This is from a post I originally published on my blog at MySpace. (I checked the other day, and apparently I haven’t logged into my MySpace account since October 2008. Jeff didn’t know how that could be right, but I know it’s been a LONG, LONG TIME, and I know how the months fly by when you’re too frickin’ busy.) The post is dated Sept. 3, 2007, but I wrote the poem in the fall of 1988. I’m not copying the whole post, just the intro (with a bit off-topic) and the poem.
“Some thoughts this evening: my mother, old poem”
It is 810pm and I have no idea how long I have to write this because the kids could be fighting again any second and Jeff might need help. I did have some nice time to myself today, especially while they were out shopping (though we have no money, but that’s another story). I added about a dozen books to my LibraryThing catalog. Sigh – I love LibraryThing!
I talked to my mom a few hours ago, about as exciting as usual – while we’re talking, if I’m not up and around, I always feel like I’ll fall asleep. I was stretched out on the futon in the basement (where I’m sitting now, in the book room), and it is just SO HARD to maintain a conversation with a person who has almost no life. Sometimes when I tell people my mom is in a nursing home, and that she’s been there since her late 50s (she just turned 62), they express surprise at how young she is to be a permanent nursing home resident. A few have asked me how it happened, how she could be in this situation. But to me, it’s not surprising; I might even have expected it.

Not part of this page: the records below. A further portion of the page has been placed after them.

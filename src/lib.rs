pub mod auth;
pub mod cli;
pub mod config;
pub mod handlers;
pub mod matching;
pub mod routes;
pub mod state;
pub mod storage;
pub mod validation;

pub use config::ServerConfig;
pub use routes::build_router;
pub use state::ServerState;
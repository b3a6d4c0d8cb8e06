use clap::Subcommand;
use rand::seq::SliceRandom;
use sqlx::SqlitePool;

use super::truncate;
use crate::auth::hash_password;
use crate::storage::{NewUser, SqliteUserStore, UserStore};
use crate::validation::{self, USER_NAME_LEN};

/// User management subcommands
#[derive(Subcommand)]
pub enum UserCommands {
    /// Create a new user
    Create {
        /// User's email address
        #[arg(short, long)]
        email: String,

        /// User's display name
        #[arg(short, long)]
        name: String,

        /// Password (if not provided, a random one will be generated)
        #[arg(short, long)]
        password: Option<String>,
    },

    /// List all users
    List,

    /// Show user details
    Show {
        /// User's email address
        email: String,
    },
}

impl UserCommands {
    pub async fn execute(self, pool: SqlitePool) -> anyhow::Result<()> {
        let user_store = SqliteUserStore::new(pool);

        match self {
            UserCommands::Create {
                email,
                name,
                password,
            } => {
                let name = validation::text_field("name", &name, USER_NAME_LEN)?;
                let email = validation::email(&email)?;
                let password = password.unwrap_or_else(generate_password);
                validation::password(&password)?;
                let password_hash = hash_password(&password)?;

                let user = user_store
                    .create_user(NewUser {
                        name,
                        email,
                        password_hash,
                    })
                    .await?;

                println!("✅ User {} created.", user.email);
                println!();
                println!("   ID:       {}", user.id);
                println!("   Email:    {}", user.email);
                println!("   Name:     {}", user.name);
                println!("   Password: {}", password);
            }

            UserCommands::List => {
                let users = user_store.list_users().await?;

                if users.is_empty() {
                    println!("No users found.");
                    return Ok(());
                }

                println!("{:<8} {:<30} {:<24} {:<20}", "ID", "Email", "Name", "Created");
                println!("{}", "-".repeat(85));
                for user in users {
                    println!(
                        "{:<8} {:<30} {:<24} {:<20}",
                        user.id,
                        truncate(&user.email, 28),
                        truncate(&user.name, 22),
                        user.created_at.format("%Y-%m-%d %H:%M:%S")
                    );
                }
            }

            UserCommands::Show { email } => {
                let email = validation::email(&email)?;
                let user = user_store.get_user_by_email(&email).await?;
                let profile = user_store.get_profile(user.id).await?;

                println!("{}", user.name);
                println!("  ID:       {}", user.id);
                println!("  Email:    {}", user.email);
                println!("  Name:     {}", user.name);
                println!("  Created:  {}", user.created_at);
                match profile.address {
                    Some(address) => println!(
                        "  Address:  {}, {} - {} {} ({:.5}, {:.5})",
                        address.street,
                        address.city,
                        address.state,
                        address.zip_code,
                        address.latitude,
                        address.longitude
                    ),
                    None => println!("  Address:  -"),
                }
                let skills: Vec<String> = profile.skills.into_iter().map(|s| s.name).collect();
                println!(
                    "  Skills:   {}",
                    if skills.is_empty() {
                        "-".to_string()
                    } else {
                        skills.join(", ")
                    }
                );
            }
        }

        Ok(())
    }
}

const GENERATED_PASSWORD_LEN: usize = 16;

/// Random password drawn from an alphabet without look-alike characters
fn generate_password() -> String {
    const ALPHABET: &[u8] = b"abcdefghjkmnpqrstuvwxyzABCDEFGHJKLMNPQRSTUVWXYZ23456789-_!@#%";
    let mut rng = rand::thread_rng();

    (0..GENERATED_PASSWORD_LEN)
        .filter_map(|_| ALPHABET.choose(&mut rng))
        .map(|&b| char::from(b))
        .collect()
}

In the fall of 1988, my classmates were beginning their senior year of high school, and I, having dropped out more than a year before, enrolled in a GED prep class and a non-credit creative writing class. One of the poems I did for the writing class was about my mother, and seems almost prophetic now, close to 19 years after I wrote it. It’s not one of my best, but it’s pretty good for a 17-year-old.
A Box, a Life
The box she lives in
Is shaken with blaring sounds:
Radio, television —
Chaos never ends
In this dull, dead hole.
It’s a world all by itself,
Silent only when she’s still.
Awake, she’s a wolf,
Growling at people
Who dare to enter her home.
One day when she grows feeble,
Box will become tomb.
(Now it’s April 2010 again.)
I thought of this poem the other day, when I was driving, and whatever song I was listening to brought my mother to mind. (This next is not as morbid as it might sound at first.) I think it was Valerie who asked me, on the phone, after my mom passed away last fall, whether the funeral director, someone from hospice, or anyone at the nursing home had told me what condition my mom’s body was in, when she passed away. I didn’t know if I should be freaked out by the question, but said no, no one had told me. Valerie explained that my mom had basically been in a fetal position — and probably her head, and part of her face, were against the railings on the bed.
A fetal position… Of course that didn’t surprise me. The box that was her world grew smaller and smaller, and she rolled up to fit into it. I’d always believed she would.
(FreeVerse is hosted every Wednesday by the wonderful Cara at Ooh…Books! Click over there to find her latest FreeVerse post, and links to posts by others participating this week. And Happy National Poetry Month!)
This is quite moving, especially the last line of the poem.
Hi Kelly — Thanks very much for stopping by and your kind words — much appreciated! 🙂
I'm sorry for the loss of your mother.
as your poem says,
"It’s a world all by itself, "
and it's hard to see someone into that world.
Very good insight for a 17 year old (or at any age!).